This year's events with three goring deaths in a single day, demonstrating the wholesale foolhardiness of strutting, capering, festival bull-runners feeling they can outrun a bull that has been exposed to a chaotic experience it cannot understand, surrounded by jeering, cheering and running people challenging it to react. And it does react in the only way feasible for such an animal.
A reveller tempts a bull during a running of the bull festival in the village of Atanzon, central Spain (Bernat Armangue/AP) |
Spanish towns ring with the shrieks of excited bull runners as bulls charge through the streets. The runners imagining themselves the featured matador, fearless, skilled, energetic and successful. Rarely imagining themselves gored, helplessly ground by a piercing horn into the ground, bleeding to death from mass trauma. There is created, across the nation accustomed to these events, festivals taking place right across the country in every tradition-respecting town and village.
Revellers on foot and on horseback run with rampaging animals. A 73-year-old French woman who regularly attended these events was gored in the chest in an eastern Spanish town. In other Valencia festivals six men were fatally gored. A week ago a steer gored a 60-year-old man to death. The numbers of bull-running participants who have been injured, some seriously, amounted to 380. And the festival season has yet another two months before it is concluded.

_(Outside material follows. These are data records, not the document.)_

//! Domain types and validators for the `themer.json` record.
//!
//! Pure functions only — no I/O, no async, no filesystem access.

use std::path::{Path, PathBuf};

use anyhow::Result;
use serde::{Deserialize, Serialize};
use url::Url;

use crate::domain::error::ConfigError;

// ── Constants ────────────────────────────────────────────────────────────────

/// File name looked up inside a theme directory and written by `themer down`.
pub const CONFIG_FILE_NAME: &str = "themer.json";

// ── Config schema ────────────────────────────────────────────────────────────

/// Connection settings for one Help Center, plus the local theme folder.
#[derive(Debug, Clone, PartialEq, Eq, Serialize, Deserialize)]
pub struct ThemerConfig {
    /// Help Center base URL, e.g. `https://acme.zendesk.com`.
    pub domain: String,
    /// Agent email used for the console login.
    pub email: String,
    /// Agent password used for the console login.
    pub password: String,
    /// Theme folder. Relative values are resolved against the config file's directory.
    #[serde(default, skip_serializing_if = "Option::is_none")]
    pub target: Option<PathBuf>,
}

impl ThemerConfig {
    /// Validate required fields and normalize the domain in place.
    ///
    /// # Errors
    ///
    /// Returns an error if a credential is empty or the domain is not a valid URL.
    pub fn validated(mut self) -> Result<Self> {
        if self.email.trim().is_empty() {
            return Err(ConfigError::MissingField("email").into());
        }
        if self.password.is_empty() {
            return Err(ConfigError::MissingField("password").into());
        }
        self.domain = normalize_domain(&self.domain)?;
        Ok(self)
    }

    /// Host part of the domain, used as the default download folder name.
    #[must_use]
    pub fn host(&self) -> String {
        Url::parse(&self.domain)
            .ok()
            .and_then(|u| u.host_str().map(str::to_owned))
            .unwrap_or_else(|| self.domain.clone())
    }
}

// ── Validators ───────────────────────────────────────────────────────────────

/// Normalize a user-typed Help Center address into a base URL.
///
/// Adds `https://` when no scheme is given, lowercases the host, and drops a
/// trailing slash, path, query and fragment.
///
/// # Errors
///
/// Returns an error if the value is empty, uses a non-HTTP scheme, or has no host.
pub fn normalize_domain(raw: &str) -> Result<String> {
    let trimmed = raw.trim();
    if trimmed.is_empty() {
        return Err(ConfigError::MissingField("domain").into());
    }
    let with_scheme = if trimmed.contains("://") {
        trimmed.to_string()
    } else {
        format!("https://{trimmed}")
    };
    let invalid = |reason: &str| ConfigError::InvalidDomain {
        value: raw.to_string(),
        reason: reason.to_string(),
    };
    let url = Url::parse(&with_scheme).map_err(|e| invalid(&e.to_string()))?;
    if !matches!(url.scheme(), "http" | "https") {
        return Err(invalid("only http and https are supported").into());
    }
    let host = url.host_str().ok_or_else(|| invalid("missing host"))?;
    let port = url.port().map(|p| format!(":{p}")).unwrap_or_default();
    Ok(format!("{}://{}{port}", url.scheme(), host.to_ascii_lowercase()))
}

/// Resolve a config `target` relative to the directory holding the config file.
#[must_use]
pub fn resolve_target(config_dir: &Path, target: &Path) -> PathBuf {
    if target.is_absolute() {
        target.to_path_buf()
    } else {
        config_dir.join(target)
    }
}

/// Join a route onto a normalized domain.
///
/// # Errors
///
/// Returns an error if the domain is not a valid base URL.
pub fn route_url(domain: &str, route: &str) -> Result<String> {
    let base = Url::parse(domain).map_err(|e| ConfigError::InvalidDomain {
        value: domain.to_string(),
        reason: e.to_string(),
    })?;
    Ok(base.join(route)?.to_string())
}

// ── Unit tests ───────────────────────────────────────────────────────────────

A bull roams around a square as revellers tempt him in Atanzon (Bernat Armangue/AP) |
Deputy President Altana Mas, of the Valencia regional government, is open to debate whether it is time to prohibit fiestas of this nature, acknowledging that current legislation is "not enough". A few villages hve taken the initiative to cancel bull-running festivals. "I hope our decision brings further into the streets the debate and leads to the end of this tradition", commented Tavernes de la Validigna Mayor Sergi Gonzales, in defiance of the festival's deep cultural roots.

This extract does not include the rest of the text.